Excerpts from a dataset
[Start of section]
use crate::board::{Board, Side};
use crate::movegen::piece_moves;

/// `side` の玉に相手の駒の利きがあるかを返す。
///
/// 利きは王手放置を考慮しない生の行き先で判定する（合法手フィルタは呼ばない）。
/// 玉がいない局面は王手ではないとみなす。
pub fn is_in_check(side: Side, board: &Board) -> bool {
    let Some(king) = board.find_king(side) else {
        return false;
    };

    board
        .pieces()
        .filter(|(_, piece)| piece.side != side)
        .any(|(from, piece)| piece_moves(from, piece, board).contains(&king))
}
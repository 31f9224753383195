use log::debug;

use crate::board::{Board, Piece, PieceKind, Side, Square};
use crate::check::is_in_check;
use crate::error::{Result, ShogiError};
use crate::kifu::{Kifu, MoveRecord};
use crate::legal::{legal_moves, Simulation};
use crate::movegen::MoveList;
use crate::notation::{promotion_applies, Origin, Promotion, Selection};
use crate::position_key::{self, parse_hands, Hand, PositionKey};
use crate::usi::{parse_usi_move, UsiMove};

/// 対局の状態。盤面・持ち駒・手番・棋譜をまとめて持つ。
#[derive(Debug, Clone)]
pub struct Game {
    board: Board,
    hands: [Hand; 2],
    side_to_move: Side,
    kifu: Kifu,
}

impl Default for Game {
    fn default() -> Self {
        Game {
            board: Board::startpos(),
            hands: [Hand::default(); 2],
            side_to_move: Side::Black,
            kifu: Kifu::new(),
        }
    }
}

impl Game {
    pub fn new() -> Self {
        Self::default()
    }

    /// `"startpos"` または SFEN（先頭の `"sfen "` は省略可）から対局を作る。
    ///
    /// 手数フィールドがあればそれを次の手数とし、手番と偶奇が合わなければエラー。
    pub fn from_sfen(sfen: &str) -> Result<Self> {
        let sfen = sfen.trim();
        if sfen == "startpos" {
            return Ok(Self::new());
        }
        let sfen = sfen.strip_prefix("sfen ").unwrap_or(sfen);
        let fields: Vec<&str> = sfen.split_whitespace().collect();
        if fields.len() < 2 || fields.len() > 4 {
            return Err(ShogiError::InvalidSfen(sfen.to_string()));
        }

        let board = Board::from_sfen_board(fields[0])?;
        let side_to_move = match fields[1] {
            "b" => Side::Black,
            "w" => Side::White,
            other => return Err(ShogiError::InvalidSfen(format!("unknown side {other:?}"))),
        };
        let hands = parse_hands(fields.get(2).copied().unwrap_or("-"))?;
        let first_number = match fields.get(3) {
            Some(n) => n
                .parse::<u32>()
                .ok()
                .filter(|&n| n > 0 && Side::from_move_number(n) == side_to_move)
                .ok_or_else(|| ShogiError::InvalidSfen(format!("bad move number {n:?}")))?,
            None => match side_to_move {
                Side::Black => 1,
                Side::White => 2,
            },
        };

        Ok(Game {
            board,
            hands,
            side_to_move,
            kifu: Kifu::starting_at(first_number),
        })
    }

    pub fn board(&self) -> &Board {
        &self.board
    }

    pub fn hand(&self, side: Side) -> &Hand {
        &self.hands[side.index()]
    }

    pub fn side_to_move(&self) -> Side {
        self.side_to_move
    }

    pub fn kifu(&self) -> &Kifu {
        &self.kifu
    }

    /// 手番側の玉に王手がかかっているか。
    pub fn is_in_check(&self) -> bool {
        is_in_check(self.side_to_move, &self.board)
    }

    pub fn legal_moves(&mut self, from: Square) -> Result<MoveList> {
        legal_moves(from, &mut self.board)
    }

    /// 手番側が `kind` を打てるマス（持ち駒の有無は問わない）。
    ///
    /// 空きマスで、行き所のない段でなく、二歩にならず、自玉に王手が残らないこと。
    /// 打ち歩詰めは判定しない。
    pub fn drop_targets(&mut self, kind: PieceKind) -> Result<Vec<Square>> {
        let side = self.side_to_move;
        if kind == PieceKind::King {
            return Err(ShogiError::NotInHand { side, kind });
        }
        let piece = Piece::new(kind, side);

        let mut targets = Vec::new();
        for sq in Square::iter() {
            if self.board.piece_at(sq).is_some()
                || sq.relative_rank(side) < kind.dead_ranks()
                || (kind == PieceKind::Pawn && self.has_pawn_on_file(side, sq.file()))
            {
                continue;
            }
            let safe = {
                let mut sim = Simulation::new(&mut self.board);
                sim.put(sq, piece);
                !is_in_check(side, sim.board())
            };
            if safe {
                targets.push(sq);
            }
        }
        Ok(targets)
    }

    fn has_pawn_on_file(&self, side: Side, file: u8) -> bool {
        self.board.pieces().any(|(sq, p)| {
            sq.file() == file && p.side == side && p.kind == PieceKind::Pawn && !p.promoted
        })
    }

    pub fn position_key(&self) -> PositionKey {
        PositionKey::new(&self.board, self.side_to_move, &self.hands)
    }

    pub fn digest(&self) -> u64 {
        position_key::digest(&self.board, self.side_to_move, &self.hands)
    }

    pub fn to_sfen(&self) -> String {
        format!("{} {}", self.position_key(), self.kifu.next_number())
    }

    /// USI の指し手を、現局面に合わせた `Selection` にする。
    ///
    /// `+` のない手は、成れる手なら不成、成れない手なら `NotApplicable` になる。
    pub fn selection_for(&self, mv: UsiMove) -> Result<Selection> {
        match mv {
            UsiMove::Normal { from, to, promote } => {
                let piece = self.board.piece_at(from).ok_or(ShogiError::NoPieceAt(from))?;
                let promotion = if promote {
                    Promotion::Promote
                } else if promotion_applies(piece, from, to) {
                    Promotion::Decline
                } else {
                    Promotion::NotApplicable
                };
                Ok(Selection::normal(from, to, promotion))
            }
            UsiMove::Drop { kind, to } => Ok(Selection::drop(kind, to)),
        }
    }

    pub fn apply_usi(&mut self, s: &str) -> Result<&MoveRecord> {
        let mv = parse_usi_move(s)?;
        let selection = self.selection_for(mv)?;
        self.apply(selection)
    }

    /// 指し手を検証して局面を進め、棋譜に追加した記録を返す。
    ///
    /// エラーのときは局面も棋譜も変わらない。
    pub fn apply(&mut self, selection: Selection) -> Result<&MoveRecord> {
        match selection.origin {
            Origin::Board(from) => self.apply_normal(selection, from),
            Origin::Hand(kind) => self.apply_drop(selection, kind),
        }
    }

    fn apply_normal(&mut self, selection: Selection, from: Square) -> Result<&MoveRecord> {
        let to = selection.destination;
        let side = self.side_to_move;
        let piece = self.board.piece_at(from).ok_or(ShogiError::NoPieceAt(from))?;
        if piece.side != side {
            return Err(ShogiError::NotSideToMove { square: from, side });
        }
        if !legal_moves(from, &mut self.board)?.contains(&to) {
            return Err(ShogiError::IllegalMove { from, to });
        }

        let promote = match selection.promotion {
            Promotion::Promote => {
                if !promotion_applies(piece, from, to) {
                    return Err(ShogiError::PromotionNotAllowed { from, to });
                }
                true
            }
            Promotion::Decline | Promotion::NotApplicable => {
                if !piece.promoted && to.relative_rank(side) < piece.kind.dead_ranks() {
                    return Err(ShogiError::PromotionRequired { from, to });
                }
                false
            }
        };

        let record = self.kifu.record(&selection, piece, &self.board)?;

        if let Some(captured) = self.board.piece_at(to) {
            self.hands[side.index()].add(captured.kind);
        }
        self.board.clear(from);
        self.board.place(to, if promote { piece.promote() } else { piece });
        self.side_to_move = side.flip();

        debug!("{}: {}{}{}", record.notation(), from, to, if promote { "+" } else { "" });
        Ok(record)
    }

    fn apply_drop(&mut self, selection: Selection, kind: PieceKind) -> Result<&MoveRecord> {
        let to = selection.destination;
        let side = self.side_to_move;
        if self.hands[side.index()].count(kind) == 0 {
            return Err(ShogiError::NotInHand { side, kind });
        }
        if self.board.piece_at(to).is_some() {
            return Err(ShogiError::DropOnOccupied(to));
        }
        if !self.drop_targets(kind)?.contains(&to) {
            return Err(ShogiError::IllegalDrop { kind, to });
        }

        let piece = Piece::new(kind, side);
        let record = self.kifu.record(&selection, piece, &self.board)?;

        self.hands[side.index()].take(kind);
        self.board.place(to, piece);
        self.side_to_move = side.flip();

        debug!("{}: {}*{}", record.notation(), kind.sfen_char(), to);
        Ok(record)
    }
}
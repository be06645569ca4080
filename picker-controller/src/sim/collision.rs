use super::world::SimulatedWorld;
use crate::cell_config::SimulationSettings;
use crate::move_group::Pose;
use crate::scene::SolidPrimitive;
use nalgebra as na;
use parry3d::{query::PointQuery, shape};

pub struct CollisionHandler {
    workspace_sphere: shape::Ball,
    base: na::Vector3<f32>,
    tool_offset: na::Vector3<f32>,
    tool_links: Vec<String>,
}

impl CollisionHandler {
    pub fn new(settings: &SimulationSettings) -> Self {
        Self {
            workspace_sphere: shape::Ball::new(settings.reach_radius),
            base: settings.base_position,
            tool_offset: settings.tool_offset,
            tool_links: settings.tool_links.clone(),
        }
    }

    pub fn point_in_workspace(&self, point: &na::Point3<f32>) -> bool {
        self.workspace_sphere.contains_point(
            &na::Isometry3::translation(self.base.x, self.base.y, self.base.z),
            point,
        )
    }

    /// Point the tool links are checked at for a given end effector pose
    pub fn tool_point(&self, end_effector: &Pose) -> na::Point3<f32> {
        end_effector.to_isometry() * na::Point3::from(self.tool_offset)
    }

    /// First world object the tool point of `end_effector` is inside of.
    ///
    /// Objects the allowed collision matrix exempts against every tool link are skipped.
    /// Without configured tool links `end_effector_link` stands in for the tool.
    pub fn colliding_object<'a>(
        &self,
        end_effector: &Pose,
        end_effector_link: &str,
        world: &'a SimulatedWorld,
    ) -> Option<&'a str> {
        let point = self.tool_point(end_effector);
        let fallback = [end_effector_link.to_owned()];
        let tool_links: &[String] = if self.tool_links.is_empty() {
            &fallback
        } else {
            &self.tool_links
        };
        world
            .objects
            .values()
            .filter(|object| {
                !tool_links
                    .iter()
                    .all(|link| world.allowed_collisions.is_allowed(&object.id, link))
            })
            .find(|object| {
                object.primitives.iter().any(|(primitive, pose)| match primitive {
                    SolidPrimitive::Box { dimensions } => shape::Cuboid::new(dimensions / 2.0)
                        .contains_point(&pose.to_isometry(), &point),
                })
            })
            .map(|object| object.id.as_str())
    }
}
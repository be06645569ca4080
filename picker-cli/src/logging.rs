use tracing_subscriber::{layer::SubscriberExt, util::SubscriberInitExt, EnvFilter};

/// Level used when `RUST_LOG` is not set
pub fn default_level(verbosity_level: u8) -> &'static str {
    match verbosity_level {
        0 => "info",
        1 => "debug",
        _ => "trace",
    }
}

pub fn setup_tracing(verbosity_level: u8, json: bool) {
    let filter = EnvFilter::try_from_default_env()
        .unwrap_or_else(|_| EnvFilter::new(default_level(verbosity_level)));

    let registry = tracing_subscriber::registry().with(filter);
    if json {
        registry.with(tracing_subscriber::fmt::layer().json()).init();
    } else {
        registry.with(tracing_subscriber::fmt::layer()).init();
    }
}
[End of section]
The expected answer is a copy of every line in the entries that holds the word "fallback".

        let fallback = [end_effector_link.to_owned()];
            &fallback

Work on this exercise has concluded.